従って、上記の緻密カーボングラファイトにて構成されるセパレータでは、電気伝導性が高く、かつ長期間の使用によっても高い集電性能が維持されるが、非常に脆い材料であることからセパレータの表面に多数の突起部や溝部を形成すべく切削加工等の機械加工を施すことは容易ではなく加工コストが高くなるとともに量産が困難であるという問題がある。
【0005】
一方、上記金属材料にて構成されるセパレータでは、緻密カーボングラファイトに比較して強度、延性に優れていることから、ガス流路を形成するための多数の突起部、溝部等の形成はプレス加工が可能なため加工コストが低く量産も容易であるという利点がある。
しかしながら、このような金属材料はセパレータの使用環境下では、その表面に腐食による酸化膜が生成され易く、生成された酸化膜と電極との接触抵抗が大きくなり、セパレータの集電性能を低下させるという問題がある。
【0006】
そこで、加工性に優れた金属材料からなるセパレータ用金属基板の表面に、耐食性に優れた金等の貴金属材料をコーティングした材料が検討されている。しかしながら、このような材料は極めて高価なために汎用性に欠けるという問題がある。
【0007】
さらに、上記金属基板の少なくとも片面に導電剤を混合した樹脂層を被覆した材料が検討されている。しかし、通常、導電剤を混合した樹脂層を被覆すると樹脂層と電極の接触抵抗が大きくなるという問題がある。
【0008】
本発明は上記問題を解決したもので、導電剤を混合した樹脂層を被覆しても電極との接触抵抗が小さく、耐食性に優れ、比較的低コストで生産可能な金属基板を主体とした燃料電池用セパレータを提供するものである。
【0009】
【課題を解決するための手段】
本発明は上述の問題点を解消できる燃料電池用セパレータの製造方法を見出したものであり、その要旨とするところは、金属基板の少なくとも片面に導電剤を混合した合成樹脂シートを載置し、熱プレス法により金属基板と合成樹脂シートを積層一体化し、更にその上に導電性フィラーを載置し、ついで再度熱プレス法により導電性フィラーを没入してなる燃料電池用セパレータの製造方法である。上記導電性フィラーの体積抵抗値が0.5Ωcm以下であることを含み、また、導電性フィラーがカーボン、金属炭化物、金属酸化物、金属窒化物、金属粉末及び金属繊維から選ばれてなることを含んでいる。
【0010】
【発明の実施の形態】
以下、本発明を詳細に説明する。
本発明の燃料電池用セパレータで使用する金属基板としては、ステンレス鋼、チタン、アルミニウム、銅、ニッケル、鋼からなる薄板が好適に使用でき、厚みは0.1mm〜1.5mmの範囲が望ましい。
【0011】
本発明の燃料電池用セパレータでは上記金属基板の少なくとも片面に導電剤を含む合成樹脂層を被覆して金属積層体を形成する。
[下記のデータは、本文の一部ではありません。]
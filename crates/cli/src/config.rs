//! `beacon.toml` loading and validation.
//!
//! The process never starts with an invalid configuration: every check runs
//! in [`Config::load`] before any task is spawned.

use std::net::SocketAddr;
use std::path::{Path, PathBuf};
use std::time::Duration;

use cloud::{SourceBundle, APPLICATION_PLACEHOLDER, DEFAULT_BUILD_WINDOW};
use monitor::{CycleOptions, DeliveryMode, OverlapPolicy};
use serde::Deserialize;
use thiserror::Error;
use watch::{PermissionTable, User};

/// Environment variable that overrides `slack.bot_token`.
pub const BOT_TOKEN_ENV: &str = "BEACON_SLACK_BOT_TOKEN";
/// Environment variable that overrides `slack.signing_secret`.
pub const SIGNING_SECRET_ENV: &str = "BEACON_SLACK_SIGNING_SECRET";

#[derive(Debug, Error)]
pub enum ConfigError {
    #[error("failed to read {path}: {source}")]
    Read {
        path: PathBuf,
        source: std::io::Error,
    },

    #[error("failed to parse {path}: {source}")]
    Parse {
        path: PathBuf,
        source: toml::de::Error,
    },

    #[error("failed to parse permission table {path}: {source}")]
    Users {
        path: PathBuf,
        source: serde_json::Error,
    },

    #[error("invalid configuration: {field} {reason}")]
    Invalid { field: &'static str, reason: String },
}

fn invalid(field: &'static str, reason: impl Into<String>) -> ConfigError {
    ConfigError::Invalid {
        field,
        reason: reason.into(),
    }
}

// ---------------------------------------------------------------------------
// Sections
// ---------------------------------------------------------------------------

#[derive(Debug, Clone, Deserialize)]
#[serde(deny_unknown_fields)]
pub struct Config {
    pub slack: SlackSection,
    pub aws: AwsSection,
    #[serde(default)]
    pub watch: WatchSection,
    #[serde(default)]
    pub listener: ListenerSection,
    #[serde(default)]
    pub telemetry: TelemetrySection,
    #[serde(default)]
    pub permissions: PermissionsSection,
}

#[derive(Debug, Clone, Deserialize)]
#[serde(deny_unknown_fields)]
pub struct SlackSection {
    #[serde(default)]
    pub bot_token: String,
    #[serde(default)]
    pub signing_secret: String,
    pub announce_channel: String,
    #[serde(default)]
    pub api_base_url: Option<String>,
}

#[derive(Debug, Clone, Deserialize)]
#[serde(deny_unknown_fields)]
pub struct AwsSection {
    pub region: String,
    #[serde(default = "default_build_window")]
    pub build_window: usize,
    pub rebuild: RebuildSection,
}

#[derive(Debug, Clone, Deserialize)]
#[serde(deny_unknown_fields)]
pub struct RebuildSection {
    pub bundle_bucket: String,
    pub bundle_key: String,
}

impl RebuildSection {
    pub fn source_bundle(&self) -> SourceBundle {
        SourceBundle {
            bucket: self.bundle_bucket.clone(),
            key_template: self.bundle_key.clone(),
        }
    }
}

/// How announcements are delivered.
#[derive(Debug, Clone, Copy, PartialEq, Eq, Default, Deserialize)]
#[serde(rename_all = "kebab-case")]
pub enum DeliveryKind {
    #[default]
    AtMostOnce,
    AtLeastOnce,
}

#[derive(Debug, Clone, Deserialize)]
#[serde(default, deny_unknown_fields)]
pub struct WatchSection {
    pub interval_secs: u64,
    pub fetch_timeout_secs: u64,
    pub suppress_initial_announcements: bool,
    pub overlap: OverlapPolicy,
    pub delivery: DeliveryKind,
    pub delivery_attempts: u32,
    pub delivery_backoff_ms: u64,
}

impl Default for WatchSection {
    fn default() -> Self {
        Self {
            interval_secs: 10,
            fetch_timeout_secs: 30,
            suppress_initial_announcements: false,
            overlap: OverlapPolicy::Skip,
            delivery: DeliveryKind::AtMostOnce,
            delivery_attempts: 3,
            delivery_backoff_ms: 500,
        }
    }
}

impl WatchSection {
    pub fn interval(&self) -> Duration {
        Duration::from_secs(self.interval_secs)
    }

    pub fn cycle_options(&self) -> CycleOptions {
        CycleOptions {
            fetch_timeout: Duration::from_secs(self.fetch_timeout_secs),
            overlap: self.overlap,
            suppress_initial: self.suppress_initial_announcements,
        }
    }

    pub fn delivery_mode(&self) -> DeliveryMode {
        match self.delivery {
            DeliveryKind::AtMostOnce => DeliveryMode::AtMostOnce,
            DeliveryKind::AtLeastOnce => DeliveryMode::AtLeastOnce {
                attempts: self.delivery_attempts,
                backoff: Duration::from_millis(self.delivery_backoff_ms),
            },
        }
    }
}

#[derive(Debug, Clone, Deserialize)]
#[serde(default, deny_unknown_fields)]
pub struct ListenerSection {
    pub bind: SocketAddr,
}

impl Default for ListenerSection {
    fn default() -> Self {
        Self {
            bind: SocketAddr::from(([0, 0, 0, 0], 3000)),
        }
    }
}

#[derive(Debug, Clone, Copy, PartialEq, Eq, Default, Deserialize)]
#[serde(rename_all = "snake_case")]
pub enum LogFormat {
    #[default]
    Json,
    Pretty,
}

#[derive(Debug, Clone, Default, Deserialize)]
#[serde(default, deny_unknown_fields)]
pub struct TelemetrySection {
    pub format: LogFormat,
    pub otlp_endpoint: Option<String>,
}

#[derive(Debug, Clone, Deserialize)]
#[serde(default, deny_unknown_fields)]
pub struct PermissionsSection {
    /// Relative paths resolve against the directory of the config file.
    pub users_file: PathBuf,
}

impl Default for PermissionsSection {
    fn default() -> Self {
        Self {
            users_file: PathBuf::from("users.json"),
        }
    }
}

fn default_build_window() -> usize {
    DEFAULT_BUILD_WINDOW
}

// ---------------------------------------------------------------------------
// Loading
// ---------------------------------------------------------------------------

impl Config {
    /// Reads, overrides from the process environment, and validates `path`.
    pub fn load(path: &Path) -> Result<Self, ConfigError> {
        let raw = std::fs::read_to_string(path).map_err(|source| ConfigError::Read {
            path: path.to_owned(),
            source,
        })?;
        let mut config = Self::parse(&raw, path)?;
        config.apply_env(|name| std::env::var(name).ok());
        if config.permissions.users_file.is_relative() {
            if let Some(dir) = path.parent() {
                config.permissions.users_file = dir.join(&config.permissions.users_file);
            }
        }
        config.validate()?;
        Ok(config)
    }

    fn parse(raw: &str, path: &Path) -> Result<Self, ConfigError> {
        toml::from_str(raw).map_err(|source| ConfigError::Parse {
            path: path.to_owned(),
            source,
        })
    }

    /// Replaces secrets with values found through `lookup`, when set and non-empty.
    pub fn apply_env(&mut self, lookup: impl Fn(&str) -> Option<String>) {
        if let Some(token) = lookup(BOT_TOKEN_ENV).filter(|v| !v.is_empty()) {
            self.slack.bot_token = token;
        }
        if let Some(secret) = lookup(SIGNING_SECRET_ENV).filter(|v| !v.is_empty()) {
            self.slack.signing_secret = secret;
        }
    }

    pub fn validate(&self) -> Result<(), ConfigError> {
        let required = [
            ("slack.bot_token", &self.slack.bot_token),
            ("slack.signing_secret", &self.slack.signing_secret),
            ("slack.announce_channel", &self.slack.announce_channel),
            ("aws.region", &self.aws.region),
            ("aws.rebuild.bundle_bucket", &self.aws.rebuild.bundle_bucket),
        ];
        for (field, value) in required {
            if value.trim().is_empty() {
                return Err(invalid(field, "must not be empty"));
            }
        }
        if !self.aws.rebuild.bundle_key.contains(APPLICATION_PLACEHOLDER) {
            return Err(invalid(
                "aws.rebuild.bundle_key",
                format!("must contain {APPLICATION_PLACEHOLDER}"),
            ));
        }
        if self.aws.build_window == 0 {
            return Err(invalid("aws.build_window", "must be at least 1"));
        }
        if self.watch.interval_secs == 0 {
            return Err(invalid("watch.interval_secs", "must be at least 1"));
        }
        if self.watch.fetch_timeout_secs == 0 {
            return Err(invalid("watch.fetch_timeout_secs", "must be at least 1"));
        }
        if self.watch.delivery == DeliveryKind::AtLeastOnce && self.watch.delivery_attempts == 0 {
            return Err(invalid(
                "watch.delivery_attempts",
                "must be at least 1 for at-least-once delivery",
            ));
        }
        Ok(())
    }

    /// Loads the permission table named by `permissions.users_file`.
    ///
    /// A missing file yields an empty table; nobody may mutate anything.
    pub fn load_permissions(&self) -> Result<PermissionTable, ConfigError> {
        let path = &self.permissions.users_file;
        let raw = match std::fs::read_to_string(path) {
            Ok(raw) => raw,
            Err(err) if err.kind() == std::io::ErrorKind::NotFound => {
                return Ok(PermissionTable::default())
            }
            Err(source) => {
                return Err(ConfigError::Read {
                    path: path.clone(),
                    source,
                })
            }
        };
        let users: Vec<User> = serde_json::from_str(&raw).map_err(|source| ConfigError::Users {
            path: path.clone(),
            source,
        })?;
        Ok(PermissionTable::new(users))
    }
}

#[cfg(test)]
mod tests {
    use std::io::Write;

    use tempfile::TempDir;
    use watch::{Capability, UserEmail};

    use super::*;

    const MINIMAL: &str = r#"
[slack]
bot_token = "xoxb-file"
signing_secret = "secret"
announce_channel = "C0123"

[aws]
region = "us-east-1"

[aws.rebuild]
bundle_bucket = "dockerrun"
bundle_key = "{application}/Dockerrun.aws.json"
"#;

    fn write(dir: &TempDir, name: &str, content: &str) -> PathBuf {
        let path = dir.path().join(name);
        let mut file = std::fs::File::create(&path).unwrap();
        file.write_all(content.as_bytes()).unwrap();
        path
    }

    fn parse(raw: &str) -> Config {
        Config::parse(raw, Path::new("beacon.toml")).unwrap()
    }

    #[test]
    fn minimal_file_gets_defaults() {
        let config = parse(MINIMAL);

        config.validate().unwrap();
        assert_eq!(config.watch.interval(), Duration::from_secs(10));
        assert_eq!(config.watch.cycle_options(), CycleOptions::default());
        assert_eq!(config.watch.delivery_mode(), DeliveryMode::AtMostOnce);
        assert_eq!(config.listener.bind.port(), 3000);
        assert_eq!(config.telemetry.format, LogFormat::Json);
        assert_eq!(config.aws.build_window, DEFAULT_BUILD_WINDOW);
    }

    #[test]
    fn watch_section_maps_onto_runtime_options() {
        let config = parse(&format!(
            "{MINIMAL}
[watch]
interval_secs = 5
overlap = \"queue\"
suppress_initial_announcements = true
delivery = \"at-least-once\"
delivery_attempts = 4
delivery_backoff_ms = 250
"
        ));

        let options = config.watch.cycle_options();
        assert_eq!(options.overlap, OverlapPolicy::Queue);
        assert!(options.suppress_initial);
        assert_eq!(
            config.watch.delivery_mode(),
            DeliveryMode::AtLeastOnce {
                attempts: 4,
                backoff: Duration::from_millis(250)
            }
        );
    }

    #[test]
    fn rejects_invalid_values() {
        let cases = [
            ("[watch]\ninterval_secs = 0", "watch.interval_secs"),
            ("[watch]\nfetch_timeout_secs = 0", "watch.fetch_timeout_secs"),
            (
                "[watch]\ndelivery = \"at-least-once\"\ndelivery_attempts = 0",
                "watch.delivery_attempts",
            ),
        ];
        for (extra, expected) in cases {
            let err = parse(&format!("{MINIMAL}\n{extra}\n")).validate().unwrap_err();
            assert!(
                matches!(err, ConfigError::Invalid { field, .. } if field == expected),
                "{extra}"
            );
        }

        let mut config = parse(MINIMAL);
        config.aws.rebuild.bundle_key = "Dockerrun.aws.json".to_owned();
        assert!(matches!(
            config.validate(),
            Err(ConfigError::Invalid { field: "aws.rebuild.bundle_key", .. })
        ));

        let mut config = parse(MINIMAL);
        config.slack.announce_channel = " ".to_owned();
        assert!(matches!(
            config.validate(),
            Err(ConfigError::Invalid { field: "slack.announce_channel", .. })
        ));
    }

    #[test]
    fn unknown_keys_are_parse_errors() {
        let err = Config::parse(
            &format!("{MINIMAL}\n[watch]\nintervall_secs = 3\n"),
            Path::new("beacon.toml"),
        )
        .unwrap_err();
        assert!(matches!(err, ConfigError::Parse { .. }));
    }

    #[test]
    fn environment_overrides_secrets() {
        let mut config = parse(MINIMAL);
        config.apply_env(|name| match name {
            BOT_TOKEN_ENV => Some("xoxb-env".to_owned()),
            SIGNING_SECRET_ENV => Some(String::new()),
            _ => None,
        });

        assert_eq!(config.slack.bot_token, "xoxb-env");
        assert_eq!(config.slack.signing_secret, "secret");
    }

    #[test]
    fn loads_permissions_next_to_the_config_file() {
        let dir = TempDir::new().unwrap();
        let path = write(&dir, "beacon.toml", MINIMAL);
        write(
            &dir,
            "users.json",
            r#"[{"email":"ops@example.com","permissions":["rebuild-env"]}]"#,
        );

        let config = Config::load(&path).unwrap();
        let table = config.load_permissions().unwrap();

        let ops = table.find(&UserEmail::new("ops@example.com").unwrap());
        assert!(ops.can(Capability::RebuildEnv));
        assert!(!ops.can(Capability::StartBuild));
    }

    #[test]
    fn missing_permission_file_means_nobody_is_privileged() {
        let dir = TempDir::new().unwrap();
        let path = write(&dir, "beacon.toml", MINIMAL);

        let table = Config::load(&path).unwrap().load_permissions().unwrap();

        assert!(table.is_empty());
    }

    #[test]
    fn malformed_permission_file_is_an_error() {
        let dir = TempDir::new().unwrap();
        let path = write(&dir, "beacon.toml", MINIMAL);
        write(&dir, "users.json", "{ not json");

        let err = Config::load(&path).unwrap().load_permissions().unwrap_err();

        assert!(matches!(err, ConfigError::Users { .. }));
    }
}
合成樹脂層に使用する原料としては耐薬品性の点からフッ素樹脂又はフッ素ゴムが好適に使用できる。具体的には、PTFE(ポリテトラフルオロエチレン)、PFA(テトラフルオロエチレン−パーフルオロアルキルビニルエーテル共重合体)、FEP(テトラフルオロエチレン−ヘキサフルオロプロピレン共重合体)、EPE(テトラフルオロエチレン−ヘキサフルオロプロピレン−パーフルオロアルキルビニルエーテル共重合体)、ETFE(テトラフルオロエチレン−エチレン共重合体)、PCTFE(ポリクロロトリフルオロエチレン)、ECTFE(クロロトリフルオロエチレン−エチレン共重合体)、PVDF(ポリフッ化ビニリデン)、PVF(ポリビニルフルオライド)、THV(テトラフルオロエチレン−ヘキサフルオロプロピレン−フッ化ビニリデン共重合体)、VDF−HFP(フッ化ビニリデン−ヘキサフルオロプロピレン共重合体)、TFE−P(フッ化ビニリデン−プロピレン共重合体)、
【0012】
含フッ素シリコーン系ゴム、含フッ素ビニルエーテル系ゴム、含フッ素フォスファゼン系ゴム、含フッ素熱可塑性エラストマーからなる少なくとも1種類以上のフッ素樹脂又はフッ素ゴムが使用できる。
上記例示した樹脂では、成形性の点から特にフッ化ビニリデンを含むPVDF、THV、VDF−HFP及びTFE−Pが好ましい。
【0013】
上記フッ素樹脂又はフッ素ゴム等からなる合成樹脂層には導電剤を混合する必要があり、導電剤としては、カーボン、金属炭化物、金属酸化物、金属窒化物、金属粉末及び金属繊維が好適に使用できる。
【0014】
カーボンとしては黒鉛、カーボンブラック、膨張黒鉛、炭素繊維、金属炭化物としては炭化タングステン、炭化珪素、炭化カルシウム、炭化ジルコニウム、炭化タンタル、炭化チタン、炭化ニオブ、炭化モリブデン、炭化バナジウム、炭化クロム、炭化ハフニウム、金属酸化物としては、酸化チタン、酸化ルテニウム、酸化インジウム、酸化錫、酸化亜鉛、金属窒化物としては窒化クロム、窒化アルミニウム、窒化モリブデン、窒化ジルコニウム、窒化タンタル、窒化チタン、窒化ガリウム、窒化ニオブ、窒化バナジウム、窒化ホウ素、金属粉末としては、チタン粉、ニッケル粉、錫紛、銅粉、アルミ粉、亜鉛粉、銀粉タンタル紛、ニオブ粉、金属繊維としては、鉄繊維、銅繊維、ステンレス繊維が例示できる。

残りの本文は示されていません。